HashMap - Concepts & Implementation

It is internally an ARRAY of objects (with key and value)
and on which index of array the object is stored - is determined by hashing

Each slot of the array contains a link to a singly-linked list containing key-value pairs with the same hash.
New key-value pairs are added to the end of the list. Lookup algorithm searches through the list to find matching key.
Initially table slots contain nulls. List is being created, when value with the certain hash is added for the first time.

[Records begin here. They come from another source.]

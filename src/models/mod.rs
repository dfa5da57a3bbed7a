pub mod cycle;
pub mod duty;
pub mod user;

pub use cycle::{Cycle, NewCycle, PlanEntry, ValidationError, WorkoutPlan};
pub use duty::{DayDuties, DutyState};
pub use user::User;
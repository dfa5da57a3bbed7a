use chrono::{DateTime, Utc};
use serde::{Deserialize, Serialize};

#[derive(Debug, Clone, Serialize, Deserialize)]
pub struct User {
  pub id: i64,
  pub username: String,
  pub bio: String,
  pub created_at: Option<DateTime<Utc>>,
}
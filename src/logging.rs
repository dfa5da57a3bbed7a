//! Structured logging setup

use std::str::FromStr;
use tracing_subscriber::EnvFilter;

#[derive(Debug, Clone, Copy, PartialEq, Eq, Default)]
pub enum LogFormat {
  Pretty,
  #[default]
  Compact,
  Json,
}

impl FromStr for LogFormat {
  type Err = String;
  fn from_str(s: &str) -> Result<Self, Self::Err> {
    match s.to_ascii_lowercase().as_str() {
      "pretty" => Ok(Self::Pretty),
      "compact" => Ok(Self::Compact),
      "json" => Ok(Self::Json),
      _ => Err(format!("Unknown log format: {}", s)),
    }
  }
}

#[derive(Debug, Clone, PartialEq, Eq)]
pub struct LoggingConfig {
  /// Default filter when RUST_LOG is not set
  pub level: String,
  pub format: LogFormat,
}

impl Default for LoggingConfig {
  fn default() -> Self {
    Self {
      level: "info".to_string(),
      format: LogFormat::default(),
    }
  }
}

/// Install the global subscriber. Later calls leave the first one in place.
pub fn init(config: &LoggingConfig) {
  let filter = EnvFilter::try_from_default_env().unwrap_or_else(|_| EnvFilter::new(&config.level));
  let builder = tracing_subscriber::fmt().with_env_filter(filter);

  let installed = match config.format {
    LogFormat::Pretty => builder.pretty().try_init(),
    LogFormat::Compact => builder.compact().try_init(),
    LogFormat::Json => builder.json().try_init(),
  };

  if installed.is_ok() {
    tracing::debug!(level = %config.level, format = ?config.format, "Logging initialized");
  }
}

#[cfg(test)]
mod tests {
  use super::*;

  #[test]
  fn test_log_format_parsing() {
    assert_eq!("JSON".parse::<LogFormat>(), Ok(LogFormat::Json));
    assert_eq!("pretty".parse::<LogFormat>(), Ok(LogFormat::Pretty));
    assert!("xml".parse::<LogFormat>().is_err());
  }

  #[test]
  fn test_init_twice_is_harmless() {
    let config = LoggingConfig::default();
    init(&config);
    init(&config);
  }
}
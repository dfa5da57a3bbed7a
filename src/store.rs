//! SQLite-backed cycle and duty-state repositories

use chrono::{DateTime, NaiveDateTime, Utc};
use sqlx::sqlite::SqliteRow;
use sqlx::{Row, SqlitePool};

use crate::error::AppError;
use crate::models::{Cycle, DutyState, NewCycle, User, WorkoutPlan};

const CYCLE_COLUMNS: &str = r#"
    id, name, owner, days_count, pause, descriptions, plan,
    start_at, is_public, original_author, created_at
"#;

/// SQLite's CURRENT_TIMESTAMP format, with RFC 3339 accepted too
fn parse_timestamp(value: Option<String>) -> Option<DateTime<Utc>> {
    let value = value?;
    DateTime::parse_from_rfc3339(&value)
        .map(|dt| dt.with_timezone(&Utc))
        .ok()
        .or_else(|| {
            NaiveDateTime::parse_from_str(&value, "%Y-%m-%d %H:%M:%S")
                .map(|dt| dt.and_utc())
                .ok()
        })
}

fn cycle_from_row(row: &SqliteRow) -> Result<Cycle, AppError> {
    let descriptions: String = row.get("descriptions");
    let plan: String = row.get("plan");
    let original_author: String = row.get("original_author");
    let is_public: i64 = row.get("is_public");

    Ok(Cycle {
        id: row.get("id"),
        name: row.get("name"),
        owner: row.get("owner"),
        days_count: row.get("days_count"),
        pause_count: row.get("pause"),
        descriptions: serde_json::from_str(&descriptions)?,
        plan: WorkoutPlan::from_json(&plan)?,
        start_at: row.get("start_at"),
        is_public: is_public != 0,
        original_author: Some(original_author).filter(|a| !a.is_empty()),
        created_at: parse_timestamp(row.get("created_at")),
    })
}

// ---------------------------------------------------------------------------
// Users & Duty State
// ---------------------------------------------------------------------------

pub async fn create_user(pool: &SqlitePool, username: &str, bio: &str) -> Result<i64, AppError> {
    let result = sqlx::query("INSERT INTO users (username, days, bio) VALUES (?, '{}', ?)")
        .bind(username)
        .bind(bio)
        .execute(pool)
        .await?;

    Ok(result.last_insert_rowid())
}

pub async fn user_exists(pool: &SqlitePool, username: &str) -> Result<bool, AppError> {
    let count: i64 = sqlx::query_scalar("SELECT COUNT(*) FROM users WHERE username = ?")
        .bind(username)
        .fetch_one(pool)
        .await?;
    Ok(count > 0)
}

pub async fn load_user(pool: &SqlitePool, username: &str) -> Result<User, AppError> {
    let row = sqlx::query("SELECT id, username, bio, created_at FROM users WHERE username = ?")
        .bind(username)
        .fetch_optional(pool)
        .await?
        .ok_or_else(|| AppError::NotFound(format!("User not found: {}", username)))?;

    Ok(User {
        id: row.get("id"),
        username: row.get("username"),
        bio: row.get("bio"),
        created_at: parse_timestamp(row.get("created_at")),
    })
}

/// Load a user's whole date -> duties map
pub async fn load_duty_state(pool: &SqlitePool, username: &str) -> Result<DutyState, AppError> {
    let days: Option<String> = sqlx::query_scalar("SELECT days FROM users WHERE username = ?")
        .bind(username)
        .fetch_optional(pool)
        .await?;

    let days = days.ok_or_else(|| AppError::NotFound(format!("User not found: {}", username)))?;
    Ok(DutyState::from_json(&days)?)
}

/// Overwrite a user's duty map
pub async fn save_duty_state(
    pool: &SqlitePool,
    username: &str,
    state: &DutyState,
) -> Result<(), AppError> {
    let result = sqlx::query("UPDATE users SET days = ? WHERE username = ?")
        .bind(state.to_json()?)
        .bind(username)
        .execute(pool)
        .await?;

    if result.rows_affected() == 0 {
        return Err(AppError::NotFound(format!("User not found: {}", username)));
    }
    Ok(())
}

// ---------------------------------------------------------------------------
// Cycles
// ---------------------------------------------------------------------------

pub async fn insert_cycle(
    pool: &SqlitePool,
    cycle: &NewCycle,
    original_author: Option<&str>,
) -> Result<i64, AppError> {
    let result = sqlx::query(
        r#"
        INSERT INTO cycles
            (name, owner, days_count, pause, descriptions, plan, start_at, is_public, original_author)
        VALUES (?, ?, ?, ?, ?, ?, ?, 0, ?)
        "#,
    )
    .bind(&cycle.name)
    .bind(&cycle.owner)
    .bind(cycle.days_count)
    .bind(cycle.pause_count)
    .bind(serde_json::to_string(&cycle.descriptions)?)
    .bind(cycle.plan.to_json()?)
    .bind(&cycle.start_at)
    .bind(original_author.unwrap_or(""))
    .execute(pool)
    .await?;

    Ok(result.last_insert_rowid())
}

pub async fn load_cycles_for_owner(pool: &SqlitePool, owner: &str) -> Result<Vec<Cycle>, AppError> {
    let rows = sqlx::query(&format!(
        "SELECT {} FROM cycles WHERE owner = ? ORDER BY id",
        CYCLE_COLUMNS
    ))
    .bind(owner)
    .fetch_all(pool)
    .await?;

    rows.iter().map(cycle_from_row).collect()
}

pub async fn load_cycle(pool: &SqlitePool, owner: &str, name: &str) -> Result<Option<Cycle>, AppError> {
    let row = sqlx::query(&format!(
        "SELECT {} FROM cycles WHERE owner = ? AND name = ?",
        CYCLE_COLUMNS
    ))
    .bind(owner)
    .bind(name)
    .fetch_optional(pool)
    .await?;

    row.as_ref().map(cycle_from_row).transpose()
}

pub async fn load_cycle_by_id(pool: &SqlitePool, id: i64) -> Result<Option<Cycle>, AppError> {
    let row = sqlx::query(&format!("SELECT {} FROM cycles WHERE id = ?", CYCLE_COLUMNS))
        .bind(id)
        .fetch_optional(pool)
        .await?;

    row.as_ref().map(cycle_from_row).transpose()
}

pub async fn load_public_cycle(
    pool: &SqlitePool,
    owner: &str,
    name: &str,
) -> Result<Option<Cycle>, AppError> {
    Ok(load_cycle(pool, owner, name).await?.filter(|c| c.is_public))
}

pub async fn cycle_names(pool: &SqlitePool, owner: &str) -> Result<Vec<String>, AppError> {
    let names = sqlx::query_scalar("SELECT name FROM cycles WHERE owner = ? ORDER BY id")
        .bind(owner)
        .fetch_all(pool)
        .await?;
    Ok(names)
}

pub async fn cycle_name_exists(pool: &SqlitePool, owner: &str, name: &str) -> Result<bool, AppError> {
    let count: i64 = sqlx::query_scalar("SELECT COUNT(*) FROM cycles WHERE owner = ? AND name = ?")
        .bind(owner)
        .bind(name)
        .fetch_one(pool)
        .await?;
    Ok(count > 0)
}

pub async fn delete_cycle(pool: &SqlitePool, id: i64) -> Result<(), AppError> {
    sqlx::query("DELETE FROM cycles WHERE id = ?")
        .bind(id)
        .execute(pool)
        .await?;
    Ok(())
}

pub async fn set_public(pool: &SqlitePool, id: i64, is_public: bool) -> Result<(), AppError> {
    sqlx::query("UPDATE cycles SET is_public = ? WHERE id = ?")
        .bind(i64::from(is_public))
        .bind(id)
        .execute(pool)
        .await?;
    Ok(())
}

// ---------------------------------------------------------------------------
// Tests
// ---------------------------------------------------------------------------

Collision - resolution by chaining
if hash function returns the same hash value for different keys? It yields an effect, called collision.
Each slot of the hash table contains a link to another data structure (i.e. linked list), which stores
key-value pairs with the same hash. When collision occurs, this data structure is searched for key-value pair, which matches the key.

Dynamic resizing
Basic underlying data strucutre used to store hash table is an array.
The load factor is the ratio between the number of stored items and array's size.
Hash table can whether be of a constant size or being dynamically resized, when load factor exceeds some threshold. Resizing is done.

HashMap does not guarantee that the order of the map will remain constant over time.

COMPLEXITY of insertion, removal and lookup operations is constant - O(1)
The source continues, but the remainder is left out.